Exercise goal:
Reproduce exactly the lines below from the one containing "pub fn records(&self)" through the one containing "self.records.values().filter(|r| !r.is_exception())", including both, and nothing else.
▶
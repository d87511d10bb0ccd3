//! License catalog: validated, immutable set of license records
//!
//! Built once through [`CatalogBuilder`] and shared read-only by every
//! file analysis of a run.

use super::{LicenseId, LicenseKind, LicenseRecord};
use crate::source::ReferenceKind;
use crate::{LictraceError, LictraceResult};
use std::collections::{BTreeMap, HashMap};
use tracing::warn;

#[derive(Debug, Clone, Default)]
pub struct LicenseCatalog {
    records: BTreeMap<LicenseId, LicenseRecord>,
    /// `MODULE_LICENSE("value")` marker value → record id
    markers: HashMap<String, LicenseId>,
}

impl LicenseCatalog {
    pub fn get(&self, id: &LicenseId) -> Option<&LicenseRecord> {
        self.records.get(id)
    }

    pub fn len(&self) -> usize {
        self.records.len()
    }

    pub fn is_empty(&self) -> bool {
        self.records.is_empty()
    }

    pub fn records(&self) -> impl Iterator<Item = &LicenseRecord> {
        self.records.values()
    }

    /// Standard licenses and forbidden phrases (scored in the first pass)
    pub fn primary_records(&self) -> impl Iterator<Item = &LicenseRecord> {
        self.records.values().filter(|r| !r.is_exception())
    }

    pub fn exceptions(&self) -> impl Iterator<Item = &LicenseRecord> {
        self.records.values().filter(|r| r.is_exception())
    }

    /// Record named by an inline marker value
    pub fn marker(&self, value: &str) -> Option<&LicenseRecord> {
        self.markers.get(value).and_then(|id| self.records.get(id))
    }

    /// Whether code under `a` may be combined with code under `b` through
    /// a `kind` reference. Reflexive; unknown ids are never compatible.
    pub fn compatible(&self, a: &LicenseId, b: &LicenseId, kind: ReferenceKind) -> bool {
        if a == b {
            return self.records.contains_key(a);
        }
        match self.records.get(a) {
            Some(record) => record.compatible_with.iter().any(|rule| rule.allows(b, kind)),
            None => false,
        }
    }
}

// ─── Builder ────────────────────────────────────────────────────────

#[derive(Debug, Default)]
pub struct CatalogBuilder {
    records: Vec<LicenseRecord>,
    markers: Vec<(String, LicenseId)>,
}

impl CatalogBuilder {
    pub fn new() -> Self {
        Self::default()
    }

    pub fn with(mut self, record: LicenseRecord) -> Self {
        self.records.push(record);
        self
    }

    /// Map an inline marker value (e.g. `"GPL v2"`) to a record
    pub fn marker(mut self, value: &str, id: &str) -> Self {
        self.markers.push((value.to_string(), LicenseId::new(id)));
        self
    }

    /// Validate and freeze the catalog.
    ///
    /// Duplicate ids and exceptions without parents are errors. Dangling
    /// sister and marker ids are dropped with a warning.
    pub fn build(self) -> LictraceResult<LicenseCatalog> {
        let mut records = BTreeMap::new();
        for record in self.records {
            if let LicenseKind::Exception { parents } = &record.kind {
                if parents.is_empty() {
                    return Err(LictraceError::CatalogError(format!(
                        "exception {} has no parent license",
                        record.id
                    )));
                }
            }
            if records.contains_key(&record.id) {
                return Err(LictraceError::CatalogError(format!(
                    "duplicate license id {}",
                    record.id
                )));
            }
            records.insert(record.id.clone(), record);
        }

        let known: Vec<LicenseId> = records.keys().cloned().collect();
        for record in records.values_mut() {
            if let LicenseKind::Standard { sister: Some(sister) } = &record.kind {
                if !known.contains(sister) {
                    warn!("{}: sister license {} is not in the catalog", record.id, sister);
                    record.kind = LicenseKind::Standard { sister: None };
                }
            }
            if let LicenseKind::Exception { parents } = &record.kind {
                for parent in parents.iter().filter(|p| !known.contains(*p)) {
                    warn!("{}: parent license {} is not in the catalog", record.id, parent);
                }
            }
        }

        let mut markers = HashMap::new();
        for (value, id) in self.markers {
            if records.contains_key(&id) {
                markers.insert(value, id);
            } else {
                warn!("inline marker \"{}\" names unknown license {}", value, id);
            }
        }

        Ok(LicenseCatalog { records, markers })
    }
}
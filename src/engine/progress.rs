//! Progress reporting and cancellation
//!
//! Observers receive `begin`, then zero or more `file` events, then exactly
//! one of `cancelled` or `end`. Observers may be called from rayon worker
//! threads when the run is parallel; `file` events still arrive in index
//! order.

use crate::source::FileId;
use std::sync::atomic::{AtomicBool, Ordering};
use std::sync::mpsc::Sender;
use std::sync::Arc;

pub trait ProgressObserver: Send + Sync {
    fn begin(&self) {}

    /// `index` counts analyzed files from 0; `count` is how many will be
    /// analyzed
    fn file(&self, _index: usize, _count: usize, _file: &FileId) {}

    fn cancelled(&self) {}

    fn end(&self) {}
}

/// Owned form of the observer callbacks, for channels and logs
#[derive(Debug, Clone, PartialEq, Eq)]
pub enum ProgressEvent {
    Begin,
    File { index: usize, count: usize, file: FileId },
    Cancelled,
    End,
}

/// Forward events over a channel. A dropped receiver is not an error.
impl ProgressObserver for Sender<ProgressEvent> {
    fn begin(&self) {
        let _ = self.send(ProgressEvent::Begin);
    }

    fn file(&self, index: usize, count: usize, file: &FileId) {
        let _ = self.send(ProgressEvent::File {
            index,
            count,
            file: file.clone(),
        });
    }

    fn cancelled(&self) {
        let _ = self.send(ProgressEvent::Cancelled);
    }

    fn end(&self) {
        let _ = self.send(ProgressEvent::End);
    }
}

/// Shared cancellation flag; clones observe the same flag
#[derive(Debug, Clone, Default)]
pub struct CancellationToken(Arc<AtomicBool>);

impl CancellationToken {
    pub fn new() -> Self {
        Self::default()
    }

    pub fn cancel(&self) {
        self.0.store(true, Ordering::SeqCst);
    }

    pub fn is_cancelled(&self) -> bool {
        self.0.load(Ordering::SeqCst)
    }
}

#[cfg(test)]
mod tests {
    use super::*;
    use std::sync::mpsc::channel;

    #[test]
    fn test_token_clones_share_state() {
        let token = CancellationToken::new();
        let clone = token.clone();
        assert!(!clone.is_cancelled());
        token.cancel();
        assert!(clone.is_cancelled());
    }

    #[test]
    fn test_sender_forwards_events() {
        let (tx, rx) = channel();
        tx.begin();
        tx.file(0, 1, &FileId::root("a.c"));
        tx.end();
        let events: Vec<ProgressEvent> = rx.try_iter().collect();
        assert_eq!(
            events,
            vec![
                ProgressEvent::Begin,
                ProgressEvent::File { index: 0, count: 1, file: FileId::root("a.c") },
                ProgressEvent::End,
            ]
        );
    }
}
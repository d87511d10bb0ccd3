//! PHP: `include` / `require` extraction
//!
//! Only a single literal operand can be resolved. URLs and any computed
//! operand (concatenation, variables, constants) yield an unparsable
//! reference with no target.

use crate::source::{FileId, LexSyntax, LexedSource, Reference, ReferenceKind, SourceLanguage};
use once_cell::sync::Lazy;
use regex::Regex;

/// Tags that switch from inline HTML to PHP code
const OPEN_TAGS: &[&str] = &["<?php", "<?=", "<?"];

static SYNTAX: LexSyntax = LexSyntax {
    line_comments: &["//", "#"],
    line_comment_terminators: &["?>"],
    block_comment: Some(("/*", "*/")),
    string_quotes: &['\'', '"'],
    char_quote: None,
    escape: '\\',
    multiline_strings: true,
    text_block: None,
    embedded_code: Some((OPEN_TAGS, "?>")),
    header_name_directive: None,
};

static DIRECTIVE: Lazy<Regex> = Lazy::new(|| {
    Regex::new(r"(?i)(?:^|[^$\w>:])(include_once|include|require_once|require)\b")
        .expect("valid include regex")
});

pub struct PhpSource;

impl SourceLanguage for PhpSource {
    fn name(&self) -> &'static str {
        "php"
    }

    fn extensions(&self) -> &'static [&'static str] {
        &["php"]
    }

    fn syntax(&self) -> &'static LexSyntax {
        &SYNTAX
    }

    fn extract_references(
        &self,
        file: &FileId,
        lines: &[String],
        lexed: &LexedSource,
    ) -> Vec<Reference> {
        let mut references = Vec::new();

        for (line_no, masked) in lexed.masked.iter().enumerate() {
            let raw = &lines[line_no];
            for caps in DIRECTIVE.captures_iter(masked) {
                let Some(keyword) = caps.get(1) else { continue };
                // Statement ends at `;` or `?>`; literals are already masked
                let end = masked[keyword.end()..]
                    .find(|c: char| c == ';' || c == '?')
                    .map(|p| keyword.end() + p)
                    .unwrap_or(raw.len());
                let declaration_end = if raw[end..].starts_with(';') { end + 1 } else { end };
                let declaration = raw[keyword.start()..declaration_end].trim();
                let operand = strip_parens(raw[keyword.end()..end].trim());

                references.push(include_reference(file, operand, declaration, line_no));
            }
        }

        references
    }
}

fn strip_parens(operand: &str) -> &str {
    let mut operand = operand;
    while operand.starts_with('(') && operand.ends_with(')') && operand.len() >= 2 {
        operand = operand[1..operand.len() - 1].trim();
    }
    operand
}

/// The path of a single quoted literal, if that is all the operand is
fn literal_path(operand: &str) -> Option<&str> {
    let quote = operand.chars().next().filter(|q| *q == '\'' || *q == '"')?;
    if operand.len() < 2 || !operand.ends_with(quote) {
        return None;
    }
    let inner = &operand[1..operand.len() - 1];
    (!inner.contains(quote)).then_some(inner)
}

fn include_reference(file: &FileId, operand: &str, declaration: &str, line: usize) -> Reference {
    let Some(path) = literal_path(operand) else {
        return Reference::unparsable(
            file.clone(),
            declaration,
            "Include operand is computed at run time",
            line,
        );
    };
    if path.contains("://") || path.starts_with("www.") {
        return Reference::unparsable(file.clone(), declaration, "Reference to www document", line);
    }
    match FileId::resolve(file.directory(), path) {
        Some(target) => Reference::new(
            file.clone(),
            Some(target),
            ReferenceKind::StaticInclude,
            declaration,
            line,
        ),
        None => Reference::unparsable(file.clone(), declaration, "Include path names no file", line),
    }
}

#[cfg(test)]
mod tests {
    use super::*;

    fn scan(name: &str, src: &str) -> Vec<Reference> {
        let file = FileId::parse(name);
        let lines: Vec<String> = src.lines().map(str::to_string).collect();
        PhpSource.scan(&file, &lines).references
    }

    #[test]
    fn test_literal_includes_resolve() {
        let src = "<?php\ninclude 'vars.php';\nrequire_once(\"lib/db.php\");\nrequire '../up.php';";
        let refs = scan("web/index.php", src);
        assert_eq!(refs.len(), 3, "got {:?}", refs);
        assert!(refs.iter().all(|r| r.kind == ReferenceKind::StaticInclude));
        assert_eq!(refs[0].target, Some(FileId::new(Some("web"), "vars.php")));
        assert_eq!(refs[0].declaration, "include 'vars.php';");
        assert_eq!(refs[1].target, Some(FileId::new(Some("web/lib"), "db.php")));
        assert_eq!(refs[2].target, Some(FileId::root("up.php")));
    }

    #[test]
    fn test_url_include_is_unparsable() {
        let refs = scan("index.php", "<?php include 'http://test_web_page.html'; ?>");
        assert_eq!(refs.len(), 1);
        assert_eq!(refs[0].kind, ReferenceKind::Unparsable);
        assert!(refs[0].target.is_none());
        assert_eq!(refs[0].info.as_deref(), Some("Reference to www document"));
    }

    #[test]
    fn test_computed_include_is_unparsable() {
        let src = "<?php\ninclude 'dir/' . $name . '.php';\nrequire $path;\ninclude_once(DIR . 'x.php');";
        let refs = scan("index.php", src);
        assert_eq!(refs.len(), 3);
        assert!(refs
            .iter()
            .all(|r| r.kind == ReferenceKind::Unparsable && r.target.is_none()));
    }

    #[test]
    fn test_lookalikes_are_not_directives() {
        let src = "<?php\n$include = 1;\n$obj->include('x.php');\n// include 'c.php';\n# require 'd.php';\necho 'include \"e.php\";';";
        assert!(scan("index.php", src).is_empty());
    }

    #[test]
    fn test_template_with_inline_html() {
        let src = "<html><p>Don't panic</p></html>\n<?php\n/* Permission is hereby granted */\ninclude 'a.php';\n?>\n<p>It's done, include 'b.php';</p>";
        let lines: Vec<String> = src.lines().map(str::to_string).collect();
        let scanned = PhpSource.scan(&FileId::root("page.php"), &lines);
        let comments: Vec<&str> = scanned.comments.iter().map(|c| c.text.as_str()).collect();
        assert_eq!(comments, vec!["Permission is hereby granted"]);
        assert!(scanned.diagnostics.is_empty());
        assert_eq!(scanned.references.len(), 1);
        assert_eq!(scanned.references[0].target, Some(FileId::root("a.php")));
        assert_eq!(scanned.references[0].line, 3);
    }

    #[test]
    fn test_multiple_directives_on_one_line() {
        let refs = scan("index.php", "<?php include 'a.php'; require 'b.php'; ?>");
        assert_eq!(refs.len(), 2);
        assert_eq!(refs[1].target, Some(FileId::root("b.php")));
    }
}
◀
Response to this exercise:
    pub fn records(&self) -> impl Iterator<Item = &LicenseRecord> {
        self.records.values()
    }

    /// Standard licenses and forbidden phrases (scored in the first pass)
    pub fn primary_records(&self) -> impl Iterator<Item = &LicenseRecord> {
        self.records.values().filter(|r| !r.is_exception())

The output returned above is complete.